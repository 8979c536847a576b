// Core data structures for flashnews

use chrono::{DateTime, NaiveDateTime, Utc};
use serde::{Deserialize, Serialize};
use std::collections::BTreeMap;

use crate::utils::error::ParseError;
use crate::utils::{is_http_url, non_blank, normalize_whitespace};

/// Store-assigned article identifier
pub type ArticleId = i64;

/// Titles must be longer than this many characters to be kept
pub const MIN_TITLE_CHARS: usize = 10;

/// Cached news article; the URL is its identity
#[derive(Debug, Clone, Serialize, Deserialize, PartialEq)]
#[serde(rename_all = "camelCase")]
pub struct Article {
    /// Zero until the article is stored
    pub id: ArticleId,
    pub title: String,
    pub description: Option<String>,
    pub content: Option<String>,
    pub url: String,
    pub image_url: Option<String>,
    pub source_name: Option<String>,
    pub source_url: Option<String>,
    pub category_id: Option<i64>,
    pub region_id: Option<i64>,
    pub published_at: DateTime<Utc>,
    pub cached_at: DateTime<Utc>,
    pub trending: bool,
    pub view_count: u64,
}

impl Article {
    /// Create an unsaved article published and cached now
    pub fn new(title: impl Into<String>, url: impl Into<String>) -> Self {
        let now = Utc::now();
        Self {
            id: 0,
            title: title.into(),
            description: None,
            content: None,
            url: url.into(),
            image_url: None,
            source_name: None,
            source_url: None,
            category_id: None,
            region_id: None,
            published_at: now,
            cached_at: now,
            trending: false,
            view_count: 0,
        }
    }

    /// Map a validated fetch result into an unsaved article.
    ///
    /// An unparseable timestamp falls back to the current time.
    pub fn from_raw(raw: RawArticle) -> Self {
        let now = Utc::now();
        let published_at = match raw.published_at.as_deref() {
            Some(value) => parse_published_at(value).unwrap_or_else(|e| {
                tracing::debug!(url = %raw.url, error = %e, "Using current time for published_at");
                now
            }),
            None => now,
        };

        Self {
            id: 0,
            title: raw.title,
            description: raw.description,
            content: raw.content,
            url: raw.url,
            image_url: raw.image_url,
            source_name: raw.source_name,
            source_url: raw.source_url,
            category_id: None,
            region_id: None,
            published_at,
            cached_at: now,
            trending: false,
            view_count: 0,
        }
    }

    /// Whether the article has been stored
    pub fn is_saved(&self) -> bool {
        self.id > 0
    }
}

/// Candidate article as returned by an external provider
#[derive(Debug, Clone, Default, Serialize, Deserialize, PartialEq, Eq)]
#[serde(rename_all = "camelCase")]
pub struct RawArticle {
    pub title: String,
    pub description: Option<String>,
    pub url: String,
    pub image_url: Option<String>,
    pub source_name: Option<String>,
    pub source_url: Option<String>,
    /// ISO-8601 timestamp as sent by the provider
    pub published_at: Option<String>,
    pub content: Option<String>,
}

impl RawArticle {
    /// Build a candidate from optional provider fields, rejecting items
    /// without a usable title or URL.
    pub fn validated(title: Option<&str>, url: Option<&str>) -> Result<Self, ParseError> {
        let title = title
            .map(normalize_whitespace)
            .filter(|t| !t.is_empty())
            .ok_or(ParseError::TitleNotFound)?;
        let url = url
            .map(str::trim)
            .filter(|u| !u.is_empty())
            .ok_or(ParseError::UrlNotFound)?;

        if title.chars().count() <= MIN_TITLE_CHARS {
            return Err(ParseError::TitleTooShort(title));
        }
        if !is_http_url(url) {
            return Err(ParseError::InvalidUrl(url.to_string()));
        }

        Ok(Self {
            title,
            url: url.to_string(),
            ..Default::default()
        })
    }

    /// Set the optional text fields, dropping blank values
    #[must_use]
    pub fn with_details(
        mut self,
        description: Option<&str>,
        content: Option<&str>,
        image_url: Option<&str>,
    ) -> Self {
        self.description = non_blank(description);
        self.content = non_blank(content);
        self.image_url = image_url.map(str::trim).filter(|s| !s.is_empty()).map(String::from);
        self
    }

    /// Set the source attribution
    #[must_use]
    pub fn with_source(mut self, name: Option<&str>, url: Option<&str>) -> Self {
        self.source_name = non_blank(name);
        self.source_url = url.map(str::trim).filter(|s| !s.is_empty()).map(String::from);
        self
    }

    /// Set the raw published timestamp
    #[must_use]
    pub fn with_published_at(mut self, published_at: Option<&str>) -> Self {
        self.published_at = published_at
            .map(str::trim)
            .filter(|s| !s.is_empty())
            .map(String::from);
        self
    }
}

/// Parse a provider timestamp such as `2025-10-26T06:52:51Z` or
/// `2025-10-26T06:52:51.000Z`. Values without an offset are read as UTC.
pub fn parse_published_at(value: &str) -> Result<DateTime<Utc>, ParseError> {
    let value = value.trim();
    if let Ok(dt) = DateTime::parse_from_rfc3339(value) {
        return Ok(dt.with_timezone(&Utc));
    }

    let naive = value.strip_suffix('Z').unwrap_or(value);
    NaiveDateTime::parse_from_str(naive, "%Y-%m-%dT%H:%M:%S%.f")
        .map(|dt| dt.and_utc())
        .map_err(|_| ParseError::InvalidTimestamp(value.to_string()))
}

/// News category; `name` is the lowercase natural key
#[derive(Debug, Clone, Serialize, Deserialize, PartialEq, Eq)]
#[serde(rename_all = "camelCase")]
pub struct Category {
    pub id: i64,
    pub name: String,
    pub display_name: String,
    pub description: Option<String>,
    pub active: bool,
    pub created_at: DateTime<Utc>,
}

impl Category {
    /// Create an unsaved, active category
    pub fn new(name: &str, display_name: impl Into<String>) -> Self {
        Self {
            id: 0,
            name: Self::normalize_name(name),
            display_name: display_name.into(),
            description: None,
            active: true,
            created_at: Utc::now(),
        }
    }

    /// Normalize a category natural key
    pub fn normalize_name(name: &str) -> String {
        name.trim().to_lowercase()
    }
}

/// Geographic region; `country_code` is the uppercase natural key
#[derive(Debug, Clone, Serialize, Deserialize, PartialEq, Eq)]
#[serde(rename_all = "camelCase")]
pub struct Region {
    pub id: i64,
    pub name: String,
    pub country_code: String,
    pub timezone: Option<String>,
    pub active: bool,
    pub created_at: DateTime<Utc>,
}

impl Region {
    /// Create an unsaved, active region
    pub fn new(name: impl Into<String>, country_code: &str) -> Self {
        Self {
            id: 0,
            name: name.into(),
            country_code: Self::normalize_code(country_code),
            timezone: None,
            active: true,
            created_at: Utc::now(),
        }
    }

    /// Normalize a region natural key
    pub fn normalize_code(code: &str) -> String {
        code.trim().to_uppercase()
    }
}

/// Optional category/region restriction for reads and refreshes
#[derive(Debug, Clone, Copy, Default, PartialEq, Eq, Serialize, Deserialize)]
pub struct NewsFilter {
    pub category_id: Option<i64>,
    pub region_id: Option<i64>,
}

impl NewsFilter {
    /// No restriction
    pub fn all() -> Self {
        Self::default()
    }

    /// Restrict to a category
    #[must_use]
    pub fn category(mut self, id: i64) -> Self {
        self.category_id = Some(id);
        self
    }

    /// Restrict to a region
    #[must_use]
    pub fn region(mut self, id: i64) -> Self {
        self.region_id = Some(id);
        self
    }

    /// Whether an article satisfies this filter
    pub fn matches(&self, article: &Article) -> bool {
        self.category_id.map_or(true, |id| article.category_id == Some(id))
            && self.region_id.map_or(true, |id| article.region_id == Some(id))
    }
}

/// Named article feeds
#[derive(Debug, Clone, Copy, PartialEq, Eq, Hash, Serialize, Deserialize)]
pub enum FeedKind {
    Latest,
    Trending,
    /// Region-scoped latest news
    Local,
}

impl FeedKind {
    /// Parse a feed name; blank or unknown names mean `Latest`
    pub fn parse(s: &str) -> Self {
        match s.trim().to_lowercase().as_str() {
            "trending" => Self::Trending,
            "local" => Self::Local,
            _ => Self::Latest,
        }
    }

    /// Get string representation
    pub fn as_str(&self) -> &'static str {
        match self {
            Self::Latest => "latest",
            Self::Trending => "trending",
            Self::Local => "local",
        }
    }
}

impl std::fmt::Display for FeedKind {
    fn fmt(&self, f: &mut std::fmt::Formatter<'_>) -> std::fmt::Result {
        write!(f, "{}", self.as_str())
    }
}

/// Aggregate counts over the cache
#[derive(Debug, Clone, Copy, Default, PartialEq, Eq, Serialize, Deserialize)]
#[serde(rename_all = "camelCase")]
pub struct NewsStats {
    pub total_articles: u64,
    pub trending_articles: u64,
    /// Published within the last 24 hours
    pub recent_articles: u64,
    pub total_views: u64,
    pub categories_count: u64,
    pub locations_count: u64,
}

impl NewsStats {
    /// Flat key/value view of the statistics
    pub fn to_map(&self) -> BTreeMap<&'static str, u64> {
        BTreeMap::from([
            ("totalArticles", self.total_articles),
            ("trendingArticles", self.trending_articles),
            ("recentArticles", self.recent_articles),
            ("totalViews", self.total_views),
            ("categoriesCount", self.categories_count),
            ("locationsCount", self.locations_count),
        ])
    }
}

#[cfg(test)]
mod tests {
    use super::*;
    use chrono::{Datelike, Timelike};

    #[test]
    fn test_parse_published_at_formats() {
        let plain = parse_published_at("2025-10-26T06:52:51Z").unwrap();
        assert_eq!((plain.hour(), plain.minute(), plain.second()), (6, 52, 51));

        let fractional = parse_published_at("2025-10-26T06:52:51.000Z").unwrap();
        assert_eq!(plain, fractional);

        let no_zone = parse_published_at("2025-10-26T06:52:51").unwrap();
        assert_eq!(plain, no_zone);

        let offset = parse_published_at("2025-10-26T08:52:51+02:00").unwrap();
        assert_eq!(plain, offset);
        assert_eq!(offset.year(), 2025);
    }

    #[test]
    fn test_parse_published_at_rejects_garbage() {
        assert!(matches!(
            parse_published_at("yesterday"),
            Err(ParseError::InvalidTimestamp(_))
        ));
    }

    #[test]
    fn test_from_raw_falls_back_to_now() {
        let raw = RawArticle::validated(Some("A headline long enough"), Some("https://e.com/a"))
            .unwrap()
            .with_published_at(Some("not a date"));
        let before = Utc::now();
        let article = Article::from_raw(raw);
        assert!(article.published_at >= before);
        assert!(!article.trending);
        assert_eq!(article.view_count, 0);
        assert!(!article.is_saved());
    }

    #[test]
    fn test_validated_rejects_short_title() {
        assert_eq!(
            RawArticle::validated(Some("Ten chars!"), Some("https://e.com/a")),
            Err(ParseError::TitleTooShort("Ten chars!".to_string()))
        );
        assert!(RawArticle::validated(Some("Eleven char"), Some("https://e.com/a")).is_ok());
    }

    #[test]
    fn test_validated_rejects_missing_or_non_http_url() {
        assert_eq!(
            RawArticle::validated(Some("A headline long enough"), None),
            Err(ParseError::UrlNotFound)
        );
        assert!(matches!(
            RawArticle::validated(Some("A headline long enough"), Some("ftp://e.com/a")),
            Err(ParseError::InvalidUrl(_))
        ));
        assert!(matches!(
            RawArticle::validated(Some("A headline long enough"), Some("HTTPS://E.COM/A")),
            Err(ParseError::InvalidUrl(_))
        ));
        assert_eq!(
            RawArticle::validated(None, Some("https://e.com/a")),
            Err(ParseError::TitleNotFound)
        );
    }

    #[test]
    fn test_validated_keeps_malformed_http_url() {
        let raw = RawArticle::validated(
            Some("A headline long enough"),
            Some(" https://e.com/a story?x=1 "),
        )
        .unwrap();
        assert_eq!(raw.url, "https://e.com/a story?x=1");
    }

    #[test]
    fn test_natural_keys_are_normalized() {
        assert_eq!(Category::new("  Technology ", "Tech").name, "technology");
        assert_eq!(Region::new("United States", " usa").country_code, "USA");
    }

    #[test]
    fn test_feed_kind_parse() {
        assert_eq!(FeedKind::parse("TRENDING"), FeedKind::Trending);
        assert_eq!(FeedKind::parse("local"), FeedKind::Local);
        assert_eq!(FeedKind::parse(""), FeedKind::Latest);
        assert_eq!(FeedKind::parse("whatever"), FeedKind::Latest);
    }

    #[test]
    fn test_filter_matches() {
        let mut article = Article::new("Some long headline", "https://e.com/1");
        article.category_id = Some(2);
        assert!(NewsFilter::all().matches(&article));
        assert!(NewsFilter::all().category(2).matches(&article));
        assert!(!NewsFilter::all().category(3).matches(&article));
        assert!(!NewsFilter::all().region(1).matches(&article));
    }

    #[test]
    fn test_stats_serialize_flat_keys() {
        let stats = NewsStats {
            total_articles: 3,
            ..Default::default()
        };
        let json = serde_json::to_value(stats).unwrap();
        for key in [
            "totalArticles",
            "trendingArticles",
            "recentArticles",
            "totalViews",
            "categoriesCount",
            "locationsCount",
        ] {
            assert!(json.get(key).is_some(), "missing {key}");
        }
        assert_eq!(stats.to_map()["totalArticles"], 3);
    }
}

*TASK TO CARRY OUT*: Filter the data above, keeping only lines that include the string "Clone".

*EXERCISE OUTPUT*:
#[derive(Debug, Clone, Serialize, Deserialize, PartialEq)]
#[derive(Debug, Clone, Default, Serialize, Deserialize, PartialEq, Eq)]
#[derive(Debug, Clone, Serialize, Deserialize, PartialEq, Eq)]
#[derive(Debug, Clone, Serialize, Deserialize, PartialEq, Eq)]
#[derive(Debug, Clone, Copy, Default, PartialEq, Eq, Serialize, Deserialize)]
#[derive(Debug, Clone, Copy, PartialEq, Eq, Hash, Serialize, Deserialize)]
#[derive(Debug, Clone, Copy, Default, PartialEq, Eq, Serialize, Deserialize)]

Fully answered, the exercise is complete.